Our study provides important information about the accuracy of five tests commonly used in clinical practice for the diagnosis of H. pylori infection. Clinicians have a variety of tests to choose from to diagnose H. pylori infection in patients with abdominal symptoms. The data comparing the sensitivity, specificity, and accuracy of each test are incomplete and can be confusing to clinicians. We evaluated the performance of H. pylori tests in a population of Alaskan native adults with a high prevalence of H. pylori infection (53% using the gold standard). The 13C-UBT test accurately diagnosed 91% of persons relative to our gold standard, whereas the serological assay had a reduced accuracy of 81%. Our study suggests that in populations with high rates of sequelae from H. pylori (gastric cancer, duodenal ulcer disease), as well as high H. pylori treatment failure rates, and high reinfection rates after treatment, the 13C-UBT test may be the best non-invasive test option available for longitudinal evaluation of H. pylori infection.
The antibody assay had low specificity and positive predictive value because this test can be positive in persons with a previous successfully treated
H. pylori infection and in those with a current active infection. In this study population of urban Alaska Native adults evaluated by EGD, over 1 in 5 persons were found to have had a treatment for
H. pylori documented in their medical records prior to entering the study. We found some persons who were negative by the gold standard tests for active infection, among whom we were able to document that the presence of anti-HP IgG was associated with previous treatment for
H. pylori. Indeed in this group, persons with a high level anti-HP IgG were close to five times more likely to have been previously treated for
H. pylori compared to those with low levels of anti-HP. Previously published data from this study found that the mean anti-HP IgG level was 0.64 OD units (above the assay’s positive breakpoint) two years after documented successful treatment for
H. pylori[
7] , demonstrating that anti-HP antibodies persist long after eradication. The antibody assay may still be suitable in treatment naïve populations in epidemiological investigations aimed at establishing baseline estimates of
H. pylori prevalence. However, for the clinical purpose of identifying persons with active
H. pylori infection, the antibody test has limited utility, because persons recovered from
H. pylori infection might be mistakenly identified as harboring an active infection. In populations with a high prevalence of, and treatment for
H. pylori infection, this assay is not optimal for use in a “test and treat” strategy in patients with dyspeptic symptoms. Patients identified by elevated antibody levels who are not actively infected may unnecessarily receive additional treatment for
H. pylori.
We found that the anti-HP OD ≥ 1.1 was associated with male gender and chronic gastritis as determined by histological evaluation. The finding of an association with gastritis has been documented in other studies[
13-16]. Sheu et al[
13] found the titer level of
H. pylori to be associated with antral gastritis but not presence of ulcer, similar to our study.
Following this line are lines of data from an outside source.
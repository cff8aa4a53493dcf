//! Append-only record of transactions and investments, with report rendering.
//!
//! The ledger owns every record, keeps each collection in insertion order,
//! and never mutates or removes an entry. Reports are rendered to `String`
//! so they can be checked in tests and written to any console.

use crate::investment::{Investment, InvestmentKind};
use crate::transaction::Transaction;

/// Owning collection of all recorded transactions and investments.
#[derive(Debug, Default)]
pub struct Ledger {
    /// Transactions in insertion order.
    transactions: Vec<Transaction>,

    /// Investments in insertion order.
    investments: Vec<Investment>,
}

impl Ledger {
    /// Creates an empty ledger.
    pub fn new() -> Self {
        Ledger::default()
    }

    /// Appends a transaction. Never fails; no uniqueness constraint.
    pub fn add_transaction(&mut self, transaction: Transaction) {
        self.transactions.push(transaction);
    }

    /// Appends an investment. Never fails; no uniqueness constraint.
    pub fn add_investment(&mut self, investment: Investment) {
        self.investments.push(investment);
    }

    /// Iterates over transactions in insertion order.
    pub fn transactions(&self) -> impl Iterator<Item = &Transaction> {
        self.transactions.iter()
    }

    /// Iterates over investments in insertion order.
    pub fn investments(&self) -> impl Iterator<Item = &Investment> {
        self.investments.iter()
    }

    /// Renders the transaction history table.
    ///
    /// Columns: Type (left-aligned), Amount (right-aligned, 2 decimals),
    /// Description. One row per transaction in insertion order.
    pub fn render_transaction_history(&self) -> String {
        let mut lines = vec![
            String::new(),
            "--- Transaction History ---".to_string(),
            format!("{:<15}{:>10}    {}", "Type", "Amount", "Description"),
            "-".repeat(50),
        ];

        for transaction in &self.transactions {
            lines.push(format!(
                "{:<15}{:>10}    {}",
                transaction.kind.label(),
                transaction.amount.to_string(),
                transaction.description
            ));
        }

        lines.join("\n")
    }

    /// Renders the investment portfolio table.
    ///
    /// Columns: Type, Principal, Duration, Details. Recurring-contribution
    /// rows show the monthly amount in the details column.
    pub fn render_investment_portfolio(&self) -> String {
        let mut lines = vec![
            String::new(),
            "--- Investment Portfolio ---".to_string(),
            format!(
                "{:<15}{:>10}{:>12}      {}",
                "Type", "Principal", "Duration", "Details"
            ),
            "-".repeat(70),
        ];

        for investment in &self.investments {
            let details = match &investment.kind {
                InvestmentKind::RecurringContribution {
                    monthly_contribution,
                } => format!("(Monthly: {})", monthly_contribution),
                InvestmentKind::FixedDeposit => String::new(),
            };
            lines.push(format!(
                "{:<15}{:>10}{:>8} yrs      {}",
                investment.kind.label(),
                investment.principal.to_string(),
                investment.duration_years,
                details
            ));
        }

        lines.join("\n")
    }

    /// Renders the maturity projection for every investment.
    ///
    /// Each entry carries a 1-based index, the category label, and the
    /// maturity value to 2 decimal places with the currency suffix.
    pub fn render_investment_projections(&self) -> String {
        let mut lines = vec![
            String::new(),
            "--- Investment Maturity Projections ---".to_string(),
        ];

        for (index, investment) in self.investments.iter().enumerate() {
            lines.push(format!(
                "Portfolio Item {} ({}):",
                index + 1,
                investment.kind.label()
            ));
            lines.push(format!(
                "  Matures to: {} INR",
                investment.maturity_value()
            ));
        }

        lines.join("\n")
    }
}

#[cfg(test)]
mod tests {
    use super::*;
    use crate::money::Money;
    use std::str::FromStr;

    fn inr(s: &str) -> Money {
        Money::from_str(s).unwrap()
    }

    #[test]
    fn test_new_ledger_is_empty() {
        let ledger = Ledger::new();
        assert_eq!(ledger.transactions().count(), 0);
        assert_eq!(ledger.investments().count(), 0);
    }

    #[test]
    fn test_transactions_keep_insertion_order() {
        let mut ledger = Ledger::new();
        ledger.add_transaction(Transaction::income(inr("100"), "first"));
        ledger.add_transaction(Transaction::expenditure(inr("50"), "second"));
        ledger.add_transaction(Transaction::income(inr("25"), "third"));

        let descriptions: Vec<_> = ledger.transactions().map(|t| t.description.as_str()).collect();
        assert_eq!(descriptions, ["first", "second", "third"]);
    }

    #[test]
    fn test_collections_are_independent() {
        let mut ledger = Ledger::new();
        ledger.add_investment(Investment::fixed_deposit(inr("1000"), 1));
        ledger.add_transaction(Transaction::income(inr("100"), "salary"));
        ledger.add_investment(Investment::recurring(inr("500"), 2, inr("50")));

        assert_eq!(ledger.transactions().count(), 1);
        assert_eq!(ledger.investments().count(), 2);

        let labels: Vec<_> = ledger.investments().map(|i| i.kind.label()).collect();
        assert_eq!(labels, ["Fixed Deposit", "Recurring Plan"]);
    }

    #[test]
    fn test_transaction_history_rows() {
        let mut ledger = Ledger::new();
        ledger.add_transaction(Transaction::income(inr("1200.5"), "Salary"));
        ledger.add_transaction(Transaction::expenditure(inr("300"), "Rent"));

        let table = ledger.render_transaction_history();
        assert!(table.contains("--- Transaction History ---"));
        assert!(table.contains("Description"));

        let rows: Vec<_> = table.lines().skip(4).collect();
        assert_eq!(rows.len(), 2);
        assert!(rows[0].starts_with("Income"));
        assert!(rows[0].contains("1200.50"));
        assert!(rows[0].ends_with("Salary"));
        assert!(rows[1].starts_with("Expenditure"));
        assert!(rows[1].contains("300.00"));
    }

    #[test]
    fn test_amount_column_right_aligned() {
        let mut ledger = Ledger::new();
        ledger.add_transaction(Transaction::income(inr("5"), "a"));
        ledger.add_transaction(Transaction::income(inr("12345.67"), "b"));

        let table = ledger.render_transaction_history();
        let rows: Vec<_> = table.lines().skip(4).collect();

        // Both amounts end at the same column.
        assert_eq!(rows[0].find("    a"), rows[1].find("    b"));
    }

    #[test]
    fn test_portfolio_shows_monthly_for_recurring_only() {
        let mut ledger = Ledger::new();
        ledger.add_investment(Investment::recurring(inr("1000"), 2, inr("250")));
        ledger.add_investment(Investment::fixed_deposit(inr("2000"), 3));

        let table = ledger.render_investment_portfolio();
        assert!(table.contains("--- Investment Portfolio ---"));

        let rows: Vec<_> = table.lines().skip(4).collect();
        assert_eq!(rows.len(), 2);
        assert!(rows[0].contains("Recurring Plan"));
        assert!(rows[0].contains("(Monthly: 250.00)"));
        assert!(rows[0].contains("2 yrs"));
        assert!(rows[1].contains("Fixed Deposit"));
        assert!(!rows[1].contains("Monthly"));
    }

    #[test]
    fn test_projections_are_indexed_from_one() {
        let mut ledger = Ledger::new();
        ledger.add_investment(Investment::fixed_deposit(inr("3000"), 2));
        ledger.add_investment(Investment::fixed_deposit(inr("1000"), 5));

        let report = ledger.render_investment_projections();
        assert!(report.contains("Portfolio Item 1 (Fixed Deposit):"));
        assert!(report.contains("  Matures to: 3441.12 INR"));
        assert!(report.contains("Portfolio Item 2 (Fixed Deposit):"));
        assert!(report.contains("  Matures to: 1409.12 INR"));
    }

    #[test]
    fn test_empty_reports_have_headers_only() {
        let ledger = Ledger::new();
        assert_eq!(ledger.render_transaction_history().lines().count(), 4);
        assert_eq!(ledger.render_investment_projections().lines().count(), 2);
    }
}
//! # Finance Manager
//!
//! An interactive console ledger for a single account: records income and
//! expenditure, commits recurring-contribution plans and fixed deposits,
//! and prints formatted reports including maturity projections.
//!
//! ## Design Principles
//!
//! - **Fixed-point arithmetic**: Amounts carry exactly 2 decimal places via `rust_decimal`
//! - **Append-only ledger**: Records are immutable and kept in insertion order
//! - **Minimum-balance guard**: Every debit is checked before any state changes
//! - **Testable I/O seam**: The console is generic over its reader and writer
//!
//! ## Example
//!
//! ```no_run
//! use std::io::{self, Cursor};
//! use std::str::FromStr;
//! use finance_manager::{Console, Money, Session};
//!
//! let mut session = Session::new(Money::from_str("5000").unwrap());
//! let mut console = Console::new(Cursor::new("1\n100\nGift\n0\n"), io::stdout());
//! session.run(&mut console).unwrap();
//! ```

pub mod account;
pub mod console;
pub mod error;
pub mod investment;
pub mod ledger;
pub mod money;
pub mod session;
pub mod transaction;

pub use account::Account;
pub use console::Console;
pub use error::{FinanceError, Result};
pub use investment::{Investment, InvestmentKind};
pub use ledger::Ledger;
pub use money::Money;
pub use session::Session;
pub use transaction::{Transaction, TransactionKind};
In contrast, Chen et al[
17] did not find an association with antral gastritis when restricting the analysis to
H. pylori positive persons, an analysis similar to ours. Although the serological assay is less accurate in predicting active
H. pylori infection in this Alaska Native population, high levels of anti-HP IgG increased the odds by 4-fold that chronic gastritis will be diagnosed by histology. The lower anti-HP level found in women could be attributable to inadvertent treatment of the
H. pylori infection in the use of metronidazole for treating vaginal infections in women. Indeed, in this study group, women had higher levels of metronidazole use[
8], and higher levels of metronidazole use were associated with lower anti-HP levels (CDC unpublished data).
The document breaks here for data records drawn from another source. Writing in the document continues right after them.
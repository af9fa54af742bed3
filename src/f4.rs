// Copyright (c) 2026, Chad Hogan
// All rights reserved.
//
// This source code is licensed under the BSD-3-Clause license found in the
// LICENSE file in the root directory of this source tree.

//! Two-parameter refinement of a 2D update.
//!
//! A ray leaves the segment `[xy0, xy1]` at `xy_eta = xy0 + eta (xy1 - xy0)`
//! along the interpolated gradient `(Tx, Ty)(eta)` and arrives at `xy` with
//! tangent angle `theta`. The ray is the cubic Hermite curve with those
//! end tangents, and `F4(eta, theta)` is `T(eta)` plus its travel time.
//! Everything here is a pure function of its inputs.

use std::ops::{Add, Div, Mul, Neg, Sub};

use nalgebra::{Matrix2, Vector2};
use tracing::trace;

use crate::bezier::Cubic;
use crate::error::{JmmError, Result};
use crate::optimize::NewtonConfig;

/// Slowness (reciprocal speed) of a 2D medium.
pub trait Slowness2 {
    /// Slowness at `xy`.
    fn s(&self, xy: &Vector2<f64>) -> f64;
    /// Gradient of the slowness at `xy`.
    fn grad(&self, xy: &Vector2<f64>) -> Vector2<f64>;
}

/// A homogeneous medium.
#[derive(Debug, Clone, Copy, PartialEq)]
pub struct ConstantSlowness(pub f64);

impl Slowness2 for ConstantSlowness {
    fn s(&self, _xy: &Vector2<f64>) -> f64 {
        self.0
    }

    fn grad(&self, _xy: &Vector2<f64>) -> Vector2<f64> {
        Vector2::zeros()
    }
}

/// Inputs of [`f3`]: travel time along the base segment and the target.
#[derive(Debug, Clone, Copy, PartialEq)]
pub struct F3Inputs {
    /// Travel time along the segment, parametrized by `eta` in `[0, 1]`.
    pub t: Cubic,
    /// Target point.
    pub xy: Vector2<f64>,
    /// Start of the base segment.
    pub xy0: Vector2<f64>,
    /// End of the base segment.
    pub xy1: Vector2<f64>,
}

/// Straight ray cost `T(eta) + |xy - xy_eta|` and its derivative in `eta`.
pub fn f3(eta: f64, inputs: &F3Inputs) -> (f64, f64) {
    let dxy = inputs.xy1 - inputs.xy0;
    let r = inputs.xy - (inputs.xy0 + eta * dxy);
    let len = r.norm();
    (inputs.t.f(eta) + len, inputs.t.df(eta) - dxy.dot(&r) / len)
}

/// Inputs of [`f4`]: travel time and its gradient along the base
/// segment, and the target.
#[derive(Debug, Clone, Copy, PartialEq)]
pub struct F4Inputs {
    /// Travel time along the segment.
    pub t: Cubic,
    /// x component of the travel time gradient along the segment.
    pub tx: Cubic,
    /// y component of the travel time gradient along the segment.
    pub ty: Cubic,
    /// Target point.
    pub xy: Vector2<f64>,
    /// Start of the base segment.
    pub xy0: Vector2<f64>,
    /// End of the base segment.
    pub xy1: Vector2<f64>,
}

/// Value and partial derivatives of [`f4`].
#[derive(Debug, Clone, Copy, PartialEq)]
pub struct F4Jet {
    /// `F4(eta, theta)`.
    pub f: f64,
    /// Partial derivative in `eta`.
    pub f_eta: f64,
    /// Partial derivative in `theta`.
    pub f_th: f64,
}

#[derive(Debug, Clone, Copy, PartialEq)]
struct Dual {
    val: f64,
    eps: f64,
}

impl Dual {
    fn new(val: f64, eps: f64) -> Self {
        Dual { val, eps }
    }

    fn constant(val: f64) -> Self {
        Dual { val, eps: 0.0 }
    }

    fn sqrt(self) -> Self {
        let r = self.val.sqrt();
        Dual::new(r, self.eps / (2.0 * r))
    }

    fn sin(self) -> Self {
        Dual::new(self.val.sin(), self.eps * self.val.cos())
    }

    fn cos(self) -> Self {
        Dual::new(self.val.cos(), -self.eps * self.val.sin())
    }
}

impl Add for Dual {
    type Output = Dual;
    fn add(self, rhs: Dual) -> Dual {
        Dual::new(self.val + rhs.val, self.eps + rhs.eps)
    }
}

impl Sub for Dual {
    type Output = Dual;
    fn sub(self, rhs: Dual) -> Dual {
        Dual::new(self.val - rhs.val, self.eps - rhs.eps)
    }
}

impl Mul for Dual {
    type Output = Dual;
    fn mul(self, rhs: Dual) -> Dual {
        Dual::new(self.val * rhs.val, self.val * rhs.eps + self.eps * rhs.val)
    }
}

impl Mul<Dual> for f64 {
    type Output = Dual;
    fn mul(self, rhs: Dual) -> Dual {
        Dual::new(self * rhs.val, self * rhs.eps)
    }
}

impl Div for Dual {
    type Output = Dual;
    fn div(self, rhs: Dual) -> Dual {
        Dual::new(
            self.val / rhs.val,
            (self.eps * rhs.val - self.val * rhs.eps) / (rhs.val * rhs.val),
        )
    }
}

impl Neg for Dual {
    type Output = Dual;
    fn neg(self) -> Dual {
        Dual::new(-self.val, -self.eps)
    }
}

/// A point or vector in the plane with dual components.
#[derive(Debug, Clone, Copy)]
struct DualVec {
    x: Dual,
    y: Dual,
}

impl DualVec {
    fn constant(v: &Vector2<f64>) -> Self {
        DualVec {
            x: Dual::constant(v.x),
            y: Dual::constant(v.y),
        }
    }

    fn norm(self) -> Dual {
        (self.x * self.x + self.y * self.y).sqrt()
    }

    fn scale(self, a: Dual) -> Self {
        DualVec {
            x: a * self.x,
            y: a * self.y,
        }
    }

    fn axpy(self, a: f64, other: DualVec) -> Self {
        DualVec {
            x: self.x + a * other.x,
            y: self.y + a * other.y,
        }
    }
}

fn cubic_dual(c: &Cubic, t: Dual) -> Dual {
    Dual::new(c.f(t.val), c.df(t.val) * t.eps)
}

fn slowness_dual<S: Slowness2 + ?Sized>(slow: &S, p: DualVec) -> Dual {
    let at = Vector2::new(p.x.val, p.y.val);
    let g = slow.grad(&at);
    Dual::new(slow.s(&at), g.x * p.x.eps + g.y * p.y.eps)
}

/// Hermite basis `(h00, h10, h01, h11)` and its derivative at `sigma`.
fn hermite_basis(sigma: f64) -> ([f64; 4], [f64; 4]) {
    let s2 = sigma * sigma;
    let s3 = s2 * sigma;
    (
        [2.0 * s3 - 3.0 * s2 + 1.0, s3 - 2.0 * s2 + sigma, -2.0 * s3 + 3.0 * s2, s3 - s2],
        [
            6.0 * s2 - 6.0 * sigma,
            3.0 * s2 - 4.0 * sigma + 1.0,
            -6.0 * s2 + 6.0 * sigma,
            3.0 * s2 - 2.0 * sigma,
        ],
    )
}

fn f4_dual<S: Slowness2 + ?Sized>(eta: Dual, th: Dual, inputs: &F4Inputs, slow: &S) -> Dual {
    let xy = DualVec::constant(&inputs.xy);
    let xy0 = DualVec::constant(&inputs.xy0);
    let dxy = inputs.xy1 - inputs.xy0;
    let xy_eta = DualVec {
        x: xy0.x + eta * Dual::constant(dxy.x),
        y: xy0.y + eta * Dual::constant(dxy.y),
    };

    let chord = DualVec {
        x: xy.x - xy_eta.x,
        y: xy.y - xy_eta.y,
    };
    let len = chord.norm();

    let grad = DualVec {
        x: cubic_dual(&inputs.tx, eta),
        y: cubic_dual(&inputs.ty, eta),
    };
    let m0 = grad.scale(len / grad.norm());
    let m1 = DualVec { x: th.cos(), y: th.sin() }.scale(len);

    // Simpson's rule in the curve parameter
    let mut integral = Dual::constant(0.0);
    for (sigma, w) in [(0.0, 1.0), (0.5, 4.0), (1.0, 1.0)] {
        let (h, dh) = hermite_basis(sigma);
        let zero = DualVec::constant(&Vector2::zeros());
        let p = zero.axpy(h[0], xy_eta).axpy(h[1], m0).axpy(h[2], xy).axpy(h[3], m1);
        let dp = zero.axpy(dh[0], xy_eta).axpy(dh[1], m0).axpy(dh[2], xy).axpy(dh[3], m1);
        integral = integral + w * (slowness_dual(slow, p) * dp.norm());
    }

    cubic_dual(&inputs.t, eta) + (1.0 / 6.0) * integral
}

/// Evaluate `F4` and both partial derivatives at `(eta, th)`.
pub fn f4<S: Slowness2 + ?Sized>(eta: f64, th: f64, inputs: &F4Inputs, slow: &S) -> F4Jet {
    let d_eta = f4_dual(Dual::new(eta, 1.0), Dual::constant(th), inputs, slow);
    let d_th = f4_dual(Dual::constant(eta), Dual::new(th, 1.0), inputs, slow);
    F4Jet {
        f: d_eta.val,
        f_eta: d_eta.eps,
        f_th: d_th.eps,
    }
}

/// Result of [`refine_f4`].
#[derive(Debug, Clone, Copy, PartialEq)]
pub struct F4Solution {
    /// Optimal position on the base segment.
    pub eta: f64,
    /// Optimal arrival angle.
    pub th: f64,
    /// `F4` and its partials at the optimum.
    pub jet: F4Jet,
    /// Newton iterations taken.
    pub iters: usize,
}

const HESS_STEP: f64 = 1e-6;

fn gradient(jet: &F4Jet) -> Vector2<f64> {
    Vector2::new(jet.f_eta, jet.f_th)
}

fn fd_hessian<S: Slowness2 + ?Sized>(eta: f64, th: f64, inputs: &F4Inputs, slow: &S) -> Matrix2<f64> {
    let h = HESS_STEP;
    let col = |de: f64, dt: f64| {
        let p = gradient(&f4(eta + de, th + dt, inputs, slow));
        let m = gradient(&f4(eta - de, th - dt, inputs, slow));
        (p - m) / (2.0 * h)
    };
    let hess = Matrix2::from_columns(&[col(h, 0.0), col(0.0, h)]);
    0.5 * (hess + hess.transpose())
}

/// Minimize `F4` by damped Newton iteration from `(eta0, th0)`, keeping
/// `eta` in `[0, 1]`.
///
/// # Errors
/// [`JmmError::Root`] for an invalid configuration, [`JmmError::NotConverged`]
/// if the iteration limit is reached.
pub fn refine_f4<S: Slowness2 + ?Sized>(
    inputs: &F4Inputs,
    slow: &S,
    start: (f64, f64),
    cfg: &NewtonConfig,
) -> Result<F4Solution> {
    cfg.validate()?;

    let (mut eta, mut th) = (start.0.clamp(0.0, 1.0), start.1);
    let mut jet = f4(eta, th, inputs, slow);

    for iter in 1..=cfg.max_iters {
        let g = gradient(&jet);
        let hess = fd_hessian(eta, th, inputs, slow);
        let pinned = (eta <= 0.0 && g.x > 0.0) || (eta >= 1.0 && g.x < 0.0);
        let dir = if pinned {
            // eta sits on a bound; iterate in theta alone
            let h11 = hess[(1, 1)];
            Vector2::new(0.0, if h11 > 0.0 { -g.y / h11 } else { -g.y })
        } else {
            match hess.cholesky() {
                Some(chol) => -chol.solve(&g),
                None => -g,
            }
        };

        let mut t = 1.0;
        let mut accepted = None;
        while t >= cfg.min_step {
            let cand_eta = (eta + t * dir.x).clamp(0.0, 1.0);
            let cand_th = th + t * dir.y;
            let cand = f4(cand_eta, cand_th, inputs, slow);
            if cand.f.is_finite() && cand.f <= jet.f {
                accepted = Some((cand_eta, cand_th, cand));
                break;
            }
            t *= 0.5;
        }

        let Some((next_eta, next_th, next)) = accepted else {
            return Ok(F4Solution { eta, th, jet, iters: iter });
        };
        let step = Vector2::new(next_eta - eta, next_th - th).norm();
        eta = next_eta;
        th = next_th;
        jet = next;
        trace!(iter, eta, th, f = jet.f, step, "refine_f4: step");

        if step <= cfg.step_tol {
            return Ok(F4Solution { eta, th, jet, iters: iter });
        }
    }

    Err(JmmError::NotConverged {
        iters: cfg.max_iters,
    })
}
With a sensitivity and specificity of 93% and 97%, respectively, using the manufacturer’s recommended cut-off point, the
13C-UBT provided the best non-invasive test for documentation of infection-free status. The accuracy of the test in our population compares well with performance of the UBT (both
13C-UBT and
14C-UBT) in other studies[
18-20], and is in contrast to a recent study that found much lower specificity in Spain[
21]. In our study, we found that the accuracy of the
13C-UBT was > 90% with cut-off points between 2.0 and 4.0 DOB, similar to findings in other reports[
22]. Additionally, we found that the DOB value was positively associated with the amount of
H. pylori present on histological examination. Persons with very high DOB values were over four times more likely to have a high concentration of
H. pylori bacteria than persons with low DOB values, an association documented elsewhere[
23-25]. The association between the concentration of
H. pylori organisms on histology and other pathological outcomes (gastritis, intestinal metaplasia), as well as treatment outcome, is being investigated further.
In summary, in a population in the United States with a high background prevalence of H. pylori, we found that the 13C-UBT test outperforms the serological assay in the detection of active H. pylori infection. The 13C-UBT avoids the problem associated with the serological test of incorrectly identifying persons who have recovered from H. pylori as having active infection. For clinical purposes, in persons with gastrointestinal symptoms in whom an EGD procedure is not planned, the 13C-UBT appears to be useful to rule out or confirm H. pylori infection, and to test for a cure in persons who have been treated for H. pylori infection.